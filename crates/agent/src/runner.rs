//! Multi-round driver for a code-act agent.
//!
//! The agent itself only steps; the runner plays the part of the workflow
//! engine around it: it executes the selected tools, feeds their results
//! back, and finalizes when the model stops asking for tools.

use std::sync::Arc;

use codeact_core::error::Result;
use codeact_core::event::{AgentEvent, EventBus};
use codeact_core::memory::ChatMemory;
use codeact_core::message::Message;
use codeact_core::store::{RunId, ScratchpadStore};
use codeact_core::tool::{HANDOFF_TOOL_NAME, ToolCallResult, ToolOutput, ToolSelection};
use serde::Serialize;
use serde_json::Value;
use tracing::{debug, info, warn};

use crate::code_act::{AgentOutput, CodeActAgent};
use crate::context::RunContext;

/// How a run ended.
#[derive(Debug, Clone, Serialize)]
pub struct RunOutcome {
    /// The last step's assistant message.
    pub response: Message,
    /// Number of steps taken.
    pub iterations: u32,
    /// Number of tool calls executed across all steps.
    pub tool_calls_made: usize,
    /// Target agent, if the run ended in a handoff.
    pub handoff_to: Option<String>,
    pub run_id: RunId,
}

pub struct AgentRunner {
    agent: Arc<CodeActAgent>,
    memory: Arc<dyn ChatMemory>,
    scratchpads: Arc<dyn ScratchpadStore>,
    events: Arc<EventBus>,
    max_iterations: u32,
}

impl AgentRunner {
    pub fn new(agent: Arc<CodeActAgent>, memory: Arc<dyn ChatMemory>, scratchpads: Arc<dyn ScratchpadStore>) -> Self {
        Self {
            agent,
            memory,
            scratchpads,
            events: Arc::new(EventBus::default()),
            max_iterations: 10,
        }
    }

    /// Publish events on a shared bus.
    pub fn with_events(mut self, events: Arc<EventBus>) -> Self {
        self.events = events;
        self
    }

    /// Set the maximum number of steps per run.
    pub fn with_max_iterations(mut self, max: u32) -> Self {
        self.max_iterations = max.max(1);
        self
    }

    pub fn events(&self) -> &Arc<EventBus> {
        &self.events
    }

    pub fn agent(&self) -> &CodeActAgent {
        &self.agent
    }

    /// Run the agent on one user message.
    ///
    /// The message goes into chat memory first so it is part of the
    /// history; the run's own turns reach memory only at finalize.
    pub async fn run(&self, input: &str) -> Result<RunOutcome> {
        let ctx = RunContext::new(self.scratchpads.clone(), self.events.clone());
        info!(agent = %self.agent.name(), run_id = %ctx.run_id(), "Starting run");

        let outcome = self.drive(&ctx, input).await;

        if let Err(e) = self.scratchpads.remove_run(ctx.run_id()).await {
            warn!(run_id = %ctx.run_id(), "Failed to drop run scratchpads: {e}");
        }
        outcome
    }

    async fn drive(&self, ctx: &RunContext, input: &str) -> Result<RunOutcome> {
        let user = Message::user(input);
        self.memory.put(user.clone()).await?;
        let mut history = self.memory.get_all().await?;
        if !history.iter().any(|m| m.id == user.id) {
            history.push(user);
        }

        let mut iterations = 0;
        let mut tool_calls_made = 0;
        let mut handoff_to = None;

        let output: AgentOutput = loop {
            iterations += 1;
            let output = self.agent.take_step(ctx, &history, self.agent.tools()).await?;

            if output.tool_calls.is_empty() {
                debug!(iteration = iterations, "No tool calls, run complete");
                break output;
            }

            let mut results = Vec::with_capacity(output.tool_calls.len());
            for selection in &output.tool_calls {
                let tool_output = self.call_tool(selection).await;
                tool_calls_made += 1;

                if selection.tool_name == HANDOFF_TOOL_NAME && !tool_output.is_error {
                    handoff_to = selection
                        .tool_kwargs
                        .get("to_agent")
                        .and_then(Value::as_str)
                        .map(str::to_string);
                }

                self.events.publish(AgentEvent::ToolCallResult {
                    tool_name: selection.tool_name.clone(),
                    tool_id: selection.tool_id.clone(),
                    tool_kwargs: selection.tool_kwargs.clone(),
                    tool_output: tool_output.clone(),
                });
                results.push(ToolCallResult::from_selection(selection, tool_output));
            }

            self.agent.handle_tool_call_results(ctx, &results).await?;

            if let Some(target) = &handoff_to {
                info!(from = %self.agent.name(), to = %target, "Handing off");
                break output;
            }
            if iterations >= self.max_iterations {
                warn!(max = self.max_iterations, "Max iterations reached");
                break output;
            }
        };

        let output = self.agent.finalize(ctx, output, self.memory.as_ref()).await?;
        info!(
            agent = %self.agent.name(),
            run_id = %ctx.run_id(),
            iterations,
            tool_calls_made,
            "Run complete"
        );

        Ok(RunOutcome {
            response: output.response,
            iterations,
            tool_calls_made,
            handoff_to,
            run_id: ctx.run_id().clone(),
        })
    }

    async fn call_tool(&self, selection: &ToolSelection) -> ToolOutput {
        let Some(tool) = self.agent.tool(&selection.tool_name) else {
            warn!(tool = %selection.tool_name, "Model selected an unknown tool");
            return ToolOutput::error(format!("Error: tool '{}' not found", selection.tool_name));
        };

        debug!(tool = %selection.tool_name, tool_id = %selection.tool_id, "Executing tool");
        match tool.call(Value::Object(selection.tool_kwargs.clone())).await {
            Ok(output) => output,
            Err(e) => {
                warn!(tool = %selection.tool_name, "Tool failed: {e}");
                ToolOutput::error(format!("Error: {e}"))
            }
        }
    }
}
....
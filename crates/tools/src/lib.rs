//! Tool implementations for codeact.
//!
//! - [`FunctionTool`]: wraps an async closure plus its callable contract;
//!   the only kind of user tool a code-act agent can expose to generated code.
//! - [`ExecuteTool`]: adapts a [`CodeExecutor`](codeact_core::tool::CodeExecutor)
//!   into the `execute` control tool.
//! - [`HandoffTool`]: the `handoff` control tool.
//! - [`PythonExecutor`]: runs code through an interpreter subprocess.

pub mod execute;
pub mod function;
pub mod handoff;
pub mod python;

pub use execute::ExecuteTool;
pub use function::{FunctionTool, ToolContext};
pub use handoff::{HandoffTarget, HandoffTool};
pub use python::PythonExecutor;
....
**Directions**
Using the data above, reproduce exactly the lines from the line that contains "filename crates/agent/src/runner.rs" through the line that contains "a shared bus.", including both.

**Finished task**
filename crates/agent/src/runner.rs
//! Multi-round driver for a code-act agent.
//!
//! The agent itself only steps; the runner plays the part of the workflow
//! engine around it: it executes the selected tools, feeds their results
//! back, and finalizes when the model stops asking for tools.

use std::sync::Arc;

use codeact_core::error::Result;
use codeact_core::event::{AgentEvent, EventBus};
use codeact_core::memory::ChatMemory;
use codeact_core::message::Message;
use codeact_core::store::{RunId, ScratchpadStore};
use codeact_core::tool::{HANDOFF_TOOL_NAME, ToolCallResult, ToolOutput, ToolSelection};
use serde::Serialize;
use serde_json::Value;
use tracing::{debug, info, warn};

use crate::code_act::{AgentOutput, CodeActAgent};
use crate::context::RunContext;

/// How a run ended.
#[derive(Debug, Clone, Serialize)]
pub struct RunOutcome {
    /// The last step's assistant message.
    pub response: Message,
    /// Number of steps taken.
    pub iterations: u32,
    /// Number of tool calls executed across all steps.
    pub tool_calls_made: usize,
    /// Target agent, if the run ended in a handoff.
    pub handoff_to: Option<String>,
    pub run_id: RunId,
}

pub struct AgentRunner {
    agent: Arc<CodeActAgent>,
    memory: Arc<dyn ChatMemory>,
    scratchpads: Arc<dyn ScratchpadStore>,
    events: Arc<EventBus>,
    max_iterations: u32,
}

impl AgentRunner {
    pub fn new(agent: Arc<CodeActAgent>, memory: Arc<dyn ChatMemory>, scratchpads: Arc<dyn ScratchpadStore>) -> Self {
        Self {
            agent,
            memory,
            scratchpads,
            events: Arc::new(EventBus::default()),
            max_iterations: 10,
        }
    }

    /// Publish events on a shared bus.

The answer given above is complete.